Samuelsson is talking about McDonagh's skating ability. It's the best part of his game.


"He's just such a powerful skater," Stepan said.


McDonagh's skating is why United States coach Dan Bylsma was comfortable putting him on the right side, his off side, alongside Ryan Suter at the 2014 Sochi Olympics. McDonagh had no hiccups in making the transition. Even the Rangers coaches were surprised when they saw it.


"We hadn't seen it much because we were so stacked on the right side, but it's been in our back pocket [since]," Samuelsson said. "He played a shift on the right side with Staal in the last game."


He did during a 4-on-4 sequence late in the first period.


"His skating ability … I mean, it's just fun to watch him play," Rangers forward Chris Kreider said. "He's so smooth.
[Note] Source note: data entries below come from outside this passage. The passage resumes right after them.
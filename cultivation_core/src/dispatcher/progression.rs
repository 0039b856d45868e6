//! Breakthrough commands: the realm-advancement state machine,
//! wired to `Player` records and the `Died` cleanup contract.

use rand::Rng;

use crate::breakthrough::{attempt_breakthrough, BreakthroughOutcome};
use crate::error::DispatchError;
use crate::scheduler::activity;

use super::Dispatcher;

pub fn breakthrough_info(dispatcher: &Dispatcher, user_id: &str) -> Result<String, DispatchError> {
    let player = dispatcher.player(user_id)?;
    let next_index = player.realm_index + 1;
    let Some(next_realm) = dispatcher.catalogs.realm(next_index) else {
        return Ok("already at the final realm".to_string());
    };
    Ok(format!(
        "next: {} (requires {} exp, have {}; base success {:.0}%)",
        next_realm.name,
        next_realm.required_exp,
        player.experience,
        next_realm.base_success_rate * 100.0
    ))
}

/// `breakthrough [pill_name]`: `pill_name`, if present, must be a
/// breakthrough-assist pill already in the player's inventory.
pub fn breakthrough(dispatcher: &mut Dispatcher, user_id: &str, args: &[&str], now: i64, rng: &mut impl Rng) -> Result<String, DispatchError> {
    // Cultivating (or any other timed activity) must be finished first;
    // a breakthrough attempt is not itself scheduled through the
    // activity state machine.
    let player = dispatcher.player(user_id)?;
    if !matches!(player.activity_state, crate::scheduler::ActivityState::Idle) {
        return Err(DispatchError::Busy {
            kind: match player.activity_state {
                crate::scheduler::ActivityState::Busy { kind, .. } => kind,
                crate::scheduler::ActivityState::Idle => unreachable!(),
            },
        });
    }

    let pill_name = args.first().copied();
    let player = dispatcher.world.players.get_mut(user_id).ok_or_else(|| DispatchError::NotRegistered { user_id: user_id.to_string() })?;
    let temp_bonus: f64 = player
        .active_temporary_effects
        .iter()
        .filter(|e| e.expiry > now)
        .map(|e| e.breakthrough_bonus)
        .sum();
    let outcome = attempt_breakthrough(player, &dispatcher.catalogs, &dispatcher.constants, pill_name, temp_bonus, 1.0, rng)?;

    match outcome {
        BreakthroughOutcome::Success { new_realm_index } => {
            let realm_name = dispatcher.catalogs.realm(new_realm_index).map(|r| r.name.clone()).unwrap_or_default();
            Ok(format!("breakthrough succeeded: you have reached {realm_name}"))
        }
        BreakthroughOutcome::Survived { experience_deducted } => Ok(format!(
            "breakthrough failed but you survived; lost {experience_deducted} experience"
        )),
        BreakthroughOutcome::ResurrectedAndHalved => {
            Ok("the resurrection token saved your life; your combat attributes are halved".to_string())
        }
        BreakthroughOutcome::Died => {
            if let Some(mut player) = dispatcher.world.players.remove(user_id) {
                activity::abort(&mut player);
            }
            Err(DispatchError::DeathOccurred { user_id: user_id.to_string() })
        }
    }
}

#[cfg(test)]
mod tests {
    use super::*;
    use rand::SeedableRng;
    use rand_chacha::ChaCha8Rng;

    fn dispatcher_with_player() -> Dispatcher {
        let mut d = Dispatcher::with_defaults();
        let mut rng = ChaCha8Rng::seed_from_u64(1);
        super::super::identity::enter_cultivation(&mut d, "u1", "Alice", &[], 0, &mut rng).unwrap();
        d
    }

    #[test]
    fn breakthrough_without_experience_fails() {
        let mut d = dispatcher_with_player();
        let mut rng = ChaCha8Rng::seed_from_u64(2);
        assert!(matches!(
            breakthrough(&mut d, "u1", &[], 0, &mut rng),
            Err(DispatchError::PreconditionNotMet { .. })
        ));
    }

    #[test]
    fn active_temporary_effect_raises_breakthrough_success_odds() {
        use crate::player::ActiveTemporaryEffect;

        let mut d = dispatcher_with_player();
        d.catalogs.realms[1].base_success_rate = 0.0;
        {
            let player = d.player_mut("u1").unwrap();
            player.experience = 10_000;
            player.has_resurrection_token = true;
        }

        let mut baseline_rng = ChaCha8Rng::seed_from_u64(7);
        let outcome = breakthrough(&mut d, "u1", &[], 0, &mut baseline_rng).unwrap();
        assert!(!matches!(outcome, BreakthroughOutcome::Success { .. }));

        d.player_mut("u1").unwrap().active_temporary_effects.push(ActiveTemporaryEffect {
            hp_multiplier: 0.0,
            mp_multiplier: 0.0,
            atk_multiplier: 0.0,
            def_multiplier: 0.0,
            speed_multiplier: 0.0,
            critical_rate_bonus: 0.0,
            dodge_rate_bonus: 0.0,
            cultivation_multiplier_bonus: 0.0,
            breakthrough_bonus: 1.0,
            expiry: 1000,
            pill_name: "heart_steeling_tea".to_string(),
        });
        let mut boosted_rng = ChaCha8Rng::seed_from_u64(7);
        let outcome = breakthrough(&mut d, "u1", &[], 0, &mut boosted_rng).unwrap();
        assert!(matches!(outcome, BreakthroughOutcome::Success { .. }));
    }

    #[test]
    fn breakthrough_info_reports_next_realm() {
        let d = dispatcher_with_player();
        let msg = breakthrough_info(&d, "u1").unwrap();
        assert!(msg.contains("requires"));
    }
}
He works so hard and he does so many things right. There's just a lot you can learn from him. Even as a forward there's a lot I can learn."


Stepan doesn't have to learn anything more about McDonagh.


His perspective on the defenseman, gained during six years of playing with him, of friendship, is rock solid. No amount of production or recognition will change it. In fact, to Stepan it's actually kind of funny the rest of the hockey world only now is discovering what he long has known.


"I can sit here and pump [McDonagh's] tires all day," Stepan said. "His coming-out party might have been this season, but he's an elite player and he's going to be an elite player for a long time."